Ce flou est d’autant plus préoccupant qu’un autre montant massif interroge : les 63 milliards de FCFA répartis fin 2023 à raison de 7 milliards par province, officiellement pour amorcer des projets de développement local. Qu’en est-il ? Où sont les infrastructures livrées ? Qu’ont fait les gouverneurs de ces enveloppes ? Là encore, pas le moindre rapport public, pas de débat à l’Assemblée, encore moins de contrôle citoyen. Le gouvernement parle de rigueur à venir, mais reste muet sur les excès du présent.
À la lecture de ces conférences budgétaires, une inquiétude sourde monte en puissance, le discours de transparence sert-il à verrouiller l’avenir pendant qu’on enterre les comptes du passé? Sans véritable bilan des dépenses 2023-2024, le chantier 2026 démarre sur des fondations fragiles. Le risque est de recycler les mêmes logiques opaques, sous un vernis technocratique, avec des indicateurs de performance vidés de leur sens si l’essentiel, à savoir: rendre des comptes, est évité.
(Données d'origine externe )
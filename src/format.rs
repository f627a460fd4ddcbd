// Copyright 2026 The ChromiumOS Authors
// Use of this source code is governed by a BSD-style license that can be
// found in the LICENSE file.

//! Pixel formats and hardware revisions known to the decode engine.

use std::fmt;
use std::fmt::Display;
use std::str::FromStr;

use enumn::N;
use serde::Deserialize;
use serde::Serialize;

/// Builds a little-endian fourcc code, V4L2 style.
pub const fn fourcc(code: &[u8; 4]) -> u32 {
    (code[0] as u32) | (code[1] as u32) << 8 | (code[2] as u32) << 16 | (code[3] as u32) << 24
}

#[derive(PartialEq, Eq, PartialOrd, Ord, N, Clone, Copy, Debug, Hash, Serialize, Deserialize)]
#[serde(rename_all = "lowercase")]
#[repr(u32)]
pub enum PixelFormat {
    // Raw formats
    NV12 = fourcc(b"NV12"),
    YUV420 = fourcc(b"YU12"),

    // Bitstream formats
    Mpeg1 = fourcc(b"MPG1"),
    Mpeg2 = fourcc(b"MPG2"),
    Mpeg4 = fourcc(b"MPG4"),
    H263 = fourcc(b"H263"),
    Xvid = fourcc(b"XVID"),
    H264 = fourcc(b"H264"),
}

impl PixelFormat {
    pub fn fourcc(self) -> u32 {
        self as u32
    }

    pub fn is_compressed(self) -> bool {
        self.num_planes() == 0
    }

    /// Number of separately addressed planes of a decoded frame in this format.
    pub fn num_planes(self) -> usize {
        match self {
            PixelFormat::NV12 => 2,
            PixelFormat::YUV420 => 3,
            _ => 0,
        }
    }
}

impl Display for PixelFormat {
    fn fmt(&self, f: &mut fmt::Formatter) -> fmt::Result {
        use PixelFormat::*;
        match self {
            NV12 => write!(f, "NV12"),
            YUV420 => write!(f, "YUV420"),
            Mpeg1 => write!(f, "MPEG1"),
            Mpeg2 => write!(f, "MPEG2"),
            Mpeg4 => write!(f, "MPEG4"),
            H263 => write!(f, "H263"),
            Xvid => write!(f, "XVID"),
            H264 => write!(f, "H264"),
        }
    }
}

impl FromStr for PixelFormat {
    type Err = String;

    /// Accepts either a format name ("mpeg4", "nv12", ...) or a raw fourcc ("MPG4").
    fn from_str(s: &str) -> Result<Self, Self::Err> {
        use PixelFormat::*;
        let format = match s.to_ascii_lowercase().as_str() {
            "nv12" => NV12,
            "yuv420" => YUV420,
            "mpeg1" => Mpeg1,
            "mpeg2" => Mpeg2,
            "mpeg4" => Mpeg4,
            "h263" => H263,
            "xvid" => Xvid,
            "h264" => H264,
            _ => {
                let code: [u8; 4] = s
                    .as_bytes()
                    .try_into()
                    .map_err(|_| format!("unknown pixel format {}", s))?;
                PixelFormat::n(fourcc(&code)).ok_or_else(|| format!("unknown fourcc {}", s))?
            }
        };
        Ok(format)
    }
}

/// Silicon generation the decode engine belongs to.
#[derive(PartialEq, Eq, PartialOrd, Ord, Clone, Copy, Debug, Hash, Serialize, Deserialize)]
#[serde(rename_all = "lowercase")]
pub enum HwRevision {
    Gxbb,
    Gxl,
    Gxm,
}

impl HwRevision {
    pub const ALL: [HwRevision; 3] = [HwRevision::Gxbb, HwRevision::Gxl, HwRevision::Gxm];
}

impl Display for HwRevision {
    fn fmt(&self, f: &mut fmt::Formatter) -> fmt::Result {
        match self {
            HwRevision::Gxbb => write!(f, "gxbb"),
            HwRevision::Gxl => write!(f, "gxl"),
            HwRevision::Gxm => write!(f, "gxm"),
        }
    }
}

impl FromStr for HwRevision {
    type Err = String;

    fn from_str(s: &str) -> Result<Self, Self::Err> {
        match s.to_ascii_lowercase().as_str() {
            "gxbb" => Ok(HwRevision::Gxbb),
            "gxl" => Ok(HwRevision::Gxl),
            "gxm" => Ok(HwRevision::Gxm),
            _ => Err(format!("unknown hardware revision {}", s)),
        }
    }
}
D’autant plus que les conférences actuelles se déroulent entre membres du gouvernement, sans implication structurée de la société civile, des élus locaux ou des chambres professionnelles. Où est la contre-expertise? Où sont les voix indépendantes? Ce « dialogue budgétaire » ressemble davantage à une mise en scène qu’à un exercice de co-construction démocratique. La verticalité autoritaire des dépenses non justifiées se transforme, mais ne disparaît pas.
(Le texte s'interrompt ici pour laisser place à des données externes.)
// Copyright 2026 The ChromiumOS Authors
// Use of this source code is governed by a BSD-style license that can be
// found in the LICENSE file.

//! Canvases are entries of the memory controller's lookup table describing a 2D plane (address,
//! stride, height). The decoder firmware addresses frame planes by canvas index.

use crate::buffer::FrameBuffer;
use crate::dos::DMC_CAV_LUT_ADDR;
use crate::dos::DMC_CAV_LUT_DATAH;
use crate::dos::DMC_CAV_LUT_DATAL;
use crate::error::Error;
use crate::error::Result;
use crate::format::PixelFormat;
use crate::mmio::RegisterIo;
use crate::mmio::RegisterOffset;

/// Number of entries in the canvas lookup table.
pub const CANVAS_COUNT: usize = 256;

pub const CANVAS_WRAP_NONE: u32 = 0;
pub const CANVAS_BLKMODE_LINEAR: u32 = 0;

const CANVAS_LUT_WR_EN: u32 = 0x2 << 8;

/// Engine-wide allocator of canvas indices.
pub struct CanvasAllocator {
    used: [bool; CANVAS_COUNT],
}

impl Default for CanvasAllocator {
    fn default() -> Self {
        CanvasAllocator {
            used: [false; CANVAS_COUNT],
        }
    }
}

impl CanvasAllocator {
    pub fn new() -> Self {
        Default::default()
    }

    pub fn alloc(&mut self) -> Option<u8> {
        let index = self.used.iter().position(|used| !used)?;
        self.used[index] = true;
        Some(index as u8)
    }

    /// Allocates `count` indices, or none at all.
    pub fn alloc_n(&mut self, count: usize) -> Result<Vec<u8>> {
        let mut indices = Vec::with_capacity(count);
        for _ in 0..count {
            match self.alloc() {
                Some(index) => indices.push(index),
                None => {
                    self.free_all(&indices);
                    return Err(Error::ResourceExhausted(format!(
                        "{} canvases requested, {} available",
                        count,
                        indices.len()
                    )));
                }
            }
        }
        Ok(indices)
    }

    pub fn free(&mut self, index: u8) {
        self.used[index as usize] = false;
    }

    pub fn free_all(&mut self, indices: &[u8]) {
        for index in indices {
            self.free(*index);
        }
    }

    pub fn in_use(&self) -> usize {
        self.used.iter().filter(|used| **used).count()
    }
}

/// Geometry of one canvas entry.
#[derive(Clone, Copy, Debug, PartialEq, Eq)]
pub struct CanvasDesc {
    pub addr: u32,
    pub width: u32,
    pub height: u32,
    pub wrap: u32,
    pub blkmode: u32,
}

impl CanvasDesc {
    pub fn linear(addr: u32, width: u32, height: u32) -> Self {
        CanvasDesc {
            addr,
            width,
            height,
            wrap: CANVAS_WRAP_NONE,
            blkmode: CANVAS_BLKMODE_LINEAR,
        }
    }

    fn data_low(&self) -> u32 {
        let addr = ((self.addr as u64 + 7) >> 3) as u32;
        let width = (self.width + 7) >> 3;
        (addr & 0x1fff_ffff) | ((width & 0x7) << 29)
    }

    fn data_high(&self) -> u32 {
        let width = (self.width + 7) >> 3;
        ((width >> 3) & 0x1ff)
            | ((self.height & 0x1fff) << 9)
            | ((self.wrap & 0x3) << 22)
            | ((self.blkmode & 0x3) << 24)
    }
}

/// Writes `desc` into canvas `index`.
pub fn program(dmc: &mut dyn RegisterIo, index: u8, desc: &CanvasDesc) {
    dmc.write(DMC_CAV_LUT_DATAL, desc.data_low());
    dmc.write(DMC_CAV_LUT_DATAH, desc.data_high());
    dmc.write(DMC_CAV_LUT_ADDR, CANVAS_LUT_WR_EN | index as u32);
    // Read back to flush the write.
    dmc.read(DMC_CAV_LUT_DATAH);
}

/// Packs the canvas indices of a frame's planes into the word the firmware expects.
pub fn canvas_word(y: u8, u: u8, v: u8) -> u32 {
    (v as u32) << 16 | (u as u32) << 8 | y as u32
}

fn align(value: u32, to: u32) -> u32 {
    (value + to - 1) & !(to - 1)
}

/// Canvas geometries for the planes of one decoded frame.
pub fn plane_canvases(
    frame: &FrameBuffer,
    format: PixelFormat,
    width: u32,
    height: u32,
) -> Vec<CanvasDesc> {
    let width = align(width, 64);
    let height = align(height, 64);
    match format {
        PixelFormat::NV12 => vec![
            CanvasDesc::linear(frame.planes[0], width, height),
            CanvasDesc::linear(frame.planes[1], width, height / 2),
        ],
        PixelFormat::YUV420 => vec![
            CanvasDesc::linear(frame.planes[0], width, height),
            CanvasDesc::linear(frame.planes[1], width / 2, height / 2),
            CanvasDesc::linear(frame.planes[2], width / 2, height / 2),
        ],
        _ => Vec::new(),
    }
}

/// Programs one canvas per plane of every frame and writes each frame's canvas word into the
/// next register of `targets`, a list of `(first register, register count)` ranges. `indices`
/// holds one allocated canvas per plane of every frame, frame by frame.
///
/// Arguments are checked before any register is written.
#[allow(clippy::too_many_arguments)]
pub fn set_frame_canvases(
    dos: &mut dyn RegisterIo,
    dmc: &mut dyn RegisterIo,
    indices: &[u8],
    frames: &[FrameBuffer],
    format: PixelFormat,
    width: u32,
    height: u32,
    targets: &[(RegisterOffset, u32)],
) -> Result<()> {
    let regs: Vec<RegisterOffset> = targets
        .iter()
        .flat_map(|(base, count)| (0..*count).map(move |i| base + 4 * i))
        .collect();
    if frames.len() > regs.len() {
        return Err(Error::InvalidParameter(format!(
            "{} frames but only {} canvas registers",
            frames.len(),
            regs.len()
        )));
    }
    let planes = format.num_planes();
    if planes == 0 || frames.iter().any(|f| f.planes.len() != planes) {
        return Err(Error::InvalidParameter(format!(
            "frames do not match output format {}",
            format
        )));
    }
    if indices.len() != frames.len() * planes {
        return Err(Error::InvalidParameter(format!(
            "{} canvases for {} frames of {} planes",
            indices.len(),
            frames.len(),
            planes
        )));
    }

    for ((frame, reg), ids) in frames.iter().zip(regs).zip(indices.chunks(planes)) {
        for (desc, index) in plane_canvases(frame, format, width, height)
            .iter()
            .zip(ids)
        {
            program(dmc, *index, desc);
        }
        let word = match ids {
            [y, uv] => canvas_word(*y, *uv, *uv),
            [y, u, v] => canvas_word(*y, *u, *v),
            _ => 0,
        };
        dos.write(reg, word);
    }
    Ok(())
}

#[cfg(test)]
mod tests {
    use super::*;
    use crate::register_space::Access;
    use crate::register_space::AccessLog;
    use crate::register_space::RegisterSpace;

    #[test]
    fn allocator_all_or_nothing() {
        let mut canvases = CanvasAllocator::new();
        let first = canvases.alloc_n(250).unwrap();
        assert_eq!(first.len(), 250);
        assert!(matches!(
            canvases.alloc_n(7),
            Err(Error::ResourceExhausted(_))
        ));
        assert_eq!(canvases.in_use(), 250);
        canvases.free_all(&first[..10]);
        assert_eq!(canvases.alloc(), Some(0));
        assert_eq!(canvases.in_use(), 241);
    }

    #[test]
    fn word_packing() {
        assert_eq!(canvas_word(0x12, 0x34, 0x56), 0x0056_3412);
        assert_eq!(canvas_word(4, 5, 5), 0x0005_0504);
    }

    #[test]
    fn program_sequence() {
        let log = AccessLog::new();
        let mut dmc = RegisterSpace::new();
        dmc.set_access_log(log.clone());
        let desc = CanvasDesc::linear(0x1000_0000, 1920, 1088);
        program(&mut dmc, 7, &desc);
        let entries = log.entries();
        assert_eq!(entries.len(), 4);
        // 1920 / 8 = 240 = 0b11110_000: the low 3 bits go to DATAL, the rest to DATAH.
        assert_eq!(entries[0].offset, DMC_CAV_LUT_DATAL);
        assert_eq!(entries[0].value, 0x1000_0000 >> 3);
        assert_eq!(entries[1].offset, DMC_CAV_LUT_DATAH);
        assert_eq!(entries[1].value, 30 | 1088 << 9);
        assert_eq!(entries[2].offset, DMC_CAV_LUT_ADDR);
        assert_eq!(entries[2].value, 0x207);
        assert_eq!(entries[3].access, Access::Read);
        assert_eq!(entries[3].offset, DMC_CAV_LUT_DATAH);
    }

    #[test]
    fn odd_width_rounds_up() {
        let desc = CanvasDesc::linear(0x1001, 9, 2);
        assert_eq!(desc.data_low(), 0x201 | 2 << 29);
        assert_eq!(desc.data_high(), 2 << 9);
    }

    #[test]
    fn frame_canvases_fill_targets_in_order() {
        let log = AccessLog::new();
        let mut dos = RegisterSpace::new();
        dos.set_access_log(log.clone());
        let mut dmc = RegisterSpace::new();
        let mut canvases = CanvasAllocator::new();
        let frames: Vec<FrameBuffer> = (0..3u32)
            .map(|i| FrameBuffer::new(vec![0x1000_0000 * (i + 1), 0x1080_0000 * (i + 1)]))
            .collect();
        let indices = canvases.alloc_n(6).unwrap();
        assert_eq!(indices, vec![0, 1, 2, 3, 4, 5]);
        set_frame_canvases(
            &mut dos,
            &mut dmc,
            &indices,
            &frames,
            PixelFormat::NV12,
            1920,
            1080,
            &[(0x100, 2), (0x200, 4)],
        )
        .unwrap();
        let writes: Vec<(u32, u32)> = log.writes().iter().map(|a| (a.offset, a.value)).collect();
        assert_eq!(
            writes,
            vec![
                (0x100, canvas_word(0, 1, 1)),
                (0x104, canvas_word(2, 3, 3)),
                (0x200, canvas_word(4, 5, 5)),
            ]
        );
    }

    #[test]
    fn frame_canvases_reject_before_writing() {
        let log = AccessLog::new();
        let mut dos = RegisterSpace::new();
        dos.set_access_log(log.clone());
        let mut dmc = RegisterSpace::new();
        dmc.set_access_log(log.clone());
        let frames = vec![FrameBuffer::new(vec![0x1000, 0x2000])];
        // Too many frames for the registers.
        assert!(set_frame_canvases(
            &mut dos,
            &mut dmc,
            &[0, 1, 2, 3],
            &[frames[0].clone(), frames[0].clone()],
            PixelFormat::NV12,
            64,
            64,
            &[(0x100, 1)],
        )
        .is_err());
        // Plane count does not match the format.
        assert!(set_frame_canvases(
            &mut dos,
            &mut dmc,
            &[0, 1, 2],
            &frames,
            PixelFormat::YUV420,
            64,
            64,
            &[(0x100, 1)],
        )
        .is_err());
        // Not enough canvases.
        assert!(set_frame_canvases(
            &mut dos,
            &mut dmc,
            &[0],
            &frames,
            PixelFormat::NV12,
            64,
            64,
            &[(0x100, 1)],
        )
        .is_err());
        assert!(log.is_empty());
    }
}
À défaut de bilans publics, les suspicions s’installent. Les 220 milliards du CTRI, les 63 milliards provinciaux, et maintenant les ambitions du budget 2026. Tout ceci commence à ressembler à un cycle de dépenses politiques sans retour, où les crédits pleuvent, mais les résultats tardent. La meilleure preuve de transparence serait pourtant simple : ouvrir les comptes, publier les listes des marchés attribués, détailler l’exécution physique réelle. Tant que cela ne sera pas fait, le discours de rigueur restera un exercice de communication.